I do vaguely recall his version of Harry Potter in a fanfic mentioning GEB in a list at one point? It's been years since I've read that fic, but I'd give good odds on "he's mentioned it in that fanfic," "it was a formative work in his childhood/adolescence," "he's recommended it on a shortlist in at least one public book-reccomendation context," and especially "he's read it and enjoyed it at some point in his life so far."

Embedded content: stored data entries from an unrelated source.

use crate::math::Transformation;

use super::construction::ConstructionSetId;

slotmap::new_key_type! {
    /// Unique identifier for a space in the surface store.
    pub struct SpaceId;
}

/// Data associated with a space: a volume bounded by surfaces.
///
/// Every surface belongs to exactly one space; the space's transformation
/// moves its local coordinates into the building frame.
#[derive(Debug, Clone)]
pub struct SpaceData {
    /// Human-readable name.
    pub name: String,
    /// Local-to-building transformation.
    pub transformation: Transformation,
    /// Default construction set searched when a surface has no explicit
    /// construction.
    pub default_construction_set: Option<ConstructionSetId>,
}

impl SpaceData {
    /// Creates a space at the building origin.
    #[must_use]
    pub fn new(name: impl Into<String>) -> Self {
        Self {
            name: name.into(),
            transformation: Transformation::identity(),
            default_construction_set: None,
        }
    }

    /// Creates a space with an explicit local-to-building transformation.
    #[must_use]
    pub fn with_transformation(name: impl Into<String>, transformation: Transformation) -> Self {
        Self {
            name: name.into(),
            transformation,
            default_construction_set: None,
        }
    }
}
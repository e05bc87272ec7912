use crate::error::{OperationError, Result};
use crate::model::{SubSurfaceId, SubSurfaceType, SurfaceStore};

/// Clears a sub-surface's pairing, cascading to the partner side.
pub(crate) fn unpair_sub_surface(store: &mut SurfaceStore, id: SubSurfaceId) {
    let partner = store
        .sub_surface(id)
        .ok()
        .and_then(|data| data.adjacent_sub_surface);
    if let Some(partner) = partner.filter(|p| *p != id) {
        if let Ok(data) = store.sub_surface_mut(partner) {
            data.adjacent_sub_surface = None;
        }
    }
    if let Ok(data) = store.sub_surface_mut(id) {
        data.adjacent_sub_surface = None;
    }
}

/// Establishes the symmetric pairing between two sub-surfaces.
///
/// Hard preconditions, each rejected with `false` and no mutation:
/// the multipliers must be equal, and the two parent surfaces must already be
/// an adjacent pair. Sub-surface pairing cannot exist without surface pairing.
pub struct MatchSubSurfaces {
    sub_surface: SubSurfaceId,
    other: SubSurfaceId,
}

impl MatchSubSurfaces {
    /// Creates a new `MatchSubSurfaces` operation.
    #[must_use]
    pub fn new(sub_surface: SubSurfaceId, other: SubSurfaceId) -> Self {
        Self { sub_surface, other }
    }

    /// Executes the pairing. Returns `false` when a precondition fails.
    ///
    /// When the two sides' types differ, the side whose type departs from its
    /// own geometric default is treated as deliberately overridden and wins;
    /// ambiguous cases fall back to the local side.
    ///
    /// # Errors
    ///
    /// Returns an error if either sub-surface or a parent surface is not
    /// found in the store.
    pub fn execute(&self, store: &mut SurfaceStore) -> Result<bool> {
        let local = store.sub_surface(self.sub_surface)?;
        let remote = store.sub_surface(self.other)?;
        if local.multiplier() != remote.multiplier() {
            return Ok(false);
        }
        let local_parent = local.surface;
        let remote_parent = remote.surface;
        if store.surface(local_parent)?.adjacent_surface != Some(remote_parent)
            || store.surface(remote_parent)?.adjacent_surface != Some(local_parent)
        {
            return Ok(false);
        }

        // at most one partner per sub-surface
        for side in [self.sub_surface, self.other] {
            for previous in store.sub_surfaces_pointing_at(side) {
                if previous != self.sub_surface && previous != self.other {
                    unpair_sub_surface(store, previous);
                }
            }
            unpair_sub_surface(store, side);
        }

        store.sub_surface_mut(self.sub_surface)?.adjacent_sub_surface = Some(self.other);
        store.sub_surface_mut(self.other)?.adjacent_sub_surface = Some(self.sub_surface);

        self.resolve_type_conflict(store)?;
        Ok(true)
    }

    fn resolve_type_conflict(&self, store: &mut SurfaceStore) -> Result<()> {
        let local_type = store.sub_surface(self.sub_surface)?.sub_surface_type;
        let remote_type = store.sub_surface(self.other)?.sub_surface_type;
        if local_type == remote_type {
            return Ok(());
        }
        let local_overridden = store.default_sub_surface_type(self.sub_surface)? != local_type;
        let remote_overridden = store.default_sub_surface_type(self.other)? != remote_type;

        // an explicitly overridden side wins; a tie goes to the local side
        let (winner_type, loser) = if remote_overridden && !local_overridden {
            (remote_type, self.sub_surface)
        } else {
            (local_type, self.other)
        };
        SetSubSurfaceType::new(loser, winner_type).execute(store)
    }
}

/// Dissolves a sub-surface's pairing, cascading to the partner side.
pub struct UnmatchSubSurface {
    sub_surface: SubSurfaceId,
}

impl UnmatchSubSurface {
    /// Creates a new `UnmatchSubSurface` operation.
    #[must_use]
    pub fn new(sub_surface: SubSurfaceId) -> Self {
        Self { sub_surface }
    }

    /// Executes the unpairing.
    ///
    /// # Errors
    ///
    /// Returns an error if the sub-surface is not found in the store.
    pub fn execute(&self, store: &mut SurfaceStore) -> Result<()> {
        store.sub_surface(self.sub_surface)?;
        unpair_sub_surface(store, self.sub_surface);
        Ok(())
    }
}

/// Sets a sub-surface's type, cascading to attachments and the paired side.
///
/// A type that disallows shading controls, frame-and-dividers, or
/// daylighting shelves strips those attachments. A paired sub-surface is
/// force-set to the same type, likewise stripped.
pub struct SetSubSurfaceType {
    sub_surface: SubSurfaceId,
    sub_surface_type: SubSurfaceType,
}

impl SetSubSurfaceType {
    /// Creates a new `SetSubSurfaceType` operation.
    #[must_use]
    pub fn new(sub_surface: SubSurfaceId, sub_surface_type: SubSurfaceType) -> Self {
        Self {
            sub_surface,
            sub_surface_type,
        }
    }

    /// Executes the type change.
    ///
    /// # Errors
    ///
    /// Returns an error if the sub-surface is not found in the store.
    pub fn execute(&self, store: &mut SurfaceStore) -> Result<()> {
        apply_type(store, self.sub_surface, self.sub_surface_type)?;
        let partner = store.sub_surface(self.sub_surface)?.adjacent_sub_surface;
        if let Some(partner) = partner.filter(|p| *p != self.sub_surface) {
            apply_type(store, partner, self.sub_surface_type)?;
        }
        Ok(())
    }
}

fn apply_type(
    store: &mut SurfaceStore,
    id: SubSurfaceId,
    sub_surface_type: SubSurfaceType,
) -> Result<()> {
    let shelf = {
        let data = store.sub_surface_mut(id)?;
        data.sub_surface_type = sub_surface_type;
        if !sub_surface_type.allows_shading_control() {
            data.shading_control = None;
        }
        if !sub_surface_type.allows_frame_and_divider() {
            data.frame_and_divider = None;
        }
        if sub_surface_type.allows_daylighting_shelf() {
            None
        } else {
            data.daylighting_shelf
        }
    };
    if let Some(shelf) = shelf {
        store.remove_daylighting_shelf(shelf);
    }
    Ok(())
}

/// Sets a sub-surface's multiplier, kept numerically identical across a
/// pairing at all times.
pub struct SetMultiplier {
    sub_surface: SubSurfaceId,
    multiplier: u32,
}

impl SetMultiplier {
    /// Creates a new `SetMultiplier` operation.
    #[must_use]
    pub fn new(sub_surface: SubSurfaceId, multiplier: u32) -> Self {
        Self {
            sub_surface,
            multiplier,
        }
    }

    /// Executes the change, propagating to the paired sub-surface.
    ///
    /// # Errors
    ///
    /// Returns an error if the multiplier is zero, or the sub-surface is not
    /// found in the store.
    pub fn execute(&self, store: &mut SurfaceStore) -> Result<()> {
        if self.multiplier == 0 {
            return Err(OperationError::InvalidInput("multiplier must be at least 1".into()).into());
        }
        let data = store.sub_surface_mut(self.sub_surface)?;
        data.multiplier = Some(self.multiplier);
        let partner = data.adjacent_sub_surface;
        if let Some(partner) = partner.filter(|p| *p != self.sub_surface) {
            store.sub_surface_mut(partner)?.multiplier = Some(self.multiplier);
        }
        Ok(())
    }
}

/// Resets a sub-surface's multiplier to its defaulted value of 1,
/// propagating to the paired sub-surface.
pub struct ResetMultiplier {
    sub_surface: SubSurfaceId,
}

impl ResetMultiplier {
    /// Creates a new `ResetMultiplier` operation.
    #[must_use]
    pub fn new(sub_surface: SubSurfaceId) -> Self {
        Self { sub_surface }
    }

    /// Executes the reset, propagating to the paired sub-surface.
    ///
    /// # Errors
    ///
    /// Returns an error if the sub-surface is not found in the store.
    pub fn execute(&self, store: &mut SurfaceStore) -> Result<()> {
        let data = store.sub_surface_mut(self.sub_surface)?;
        data.multiplier = None;
        let partner = data.adjacent_sub_surface;
        if let Some(partner) = partner.filter(|p| *p != self.sub_surface) {
            store.sub_surface_mut(partner)?.multiplier = None;
        }
        Ok(())
    }
}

I mean, he was a big part of all of this "distinguishing levels of meta" cultural movement stuff.

Reccomendations:

Foundryside,
City of Stairs,
Strange the Dreamer,
Jonathon Strange and Mr Norrell,
Zenith of Sorcery,
A Wizard and His Tower,
Die Respawn Repeat,
Ave Xia Rem Y,
Virtuous Sons,
Threads of Destiny,

Embers Ad Infinitum,
Paranoid Mage,
Blue Core,
Chasing Sunlight,
System Delenda Est,
Beowulf,
Red Plenty: Inside the Fifties' Soviet Dream,
Cognitive Gadgets: The Cultural Evolution of Thinking,
Landau and Lifshitz,
Never At Rest,
Tschai novels,
A Roadside Picnic.

@MrR I'd bet against Roadside Picnic, Zenith of Sorcery, and Jonathon Strange and Mr Norrell for EY specifically

@girllich Why?

@MrR the point of prediction markets is to reward good predictions

@girllich Yes, I understand that. I'm asking why you'd bet against EY liking Roadside Picnic, Zenith of Sorcery and Jonathon Strange and Mr Norrell. If you don't want to reveal an edge you have in this market, fair enough, but if that were the case I don't see why you'd bother telling me that you'd bet against those three.

The protagonists are fairly clever, reasonably ambitious, the settings are somewhat-to-quite interesting and well-crafted.

There Is No Antimemetics Division - qntm

Btw there’s a show based on it

@ms wtf I didnt know, exciting 👀

@ms and another short film based on it coming later this year!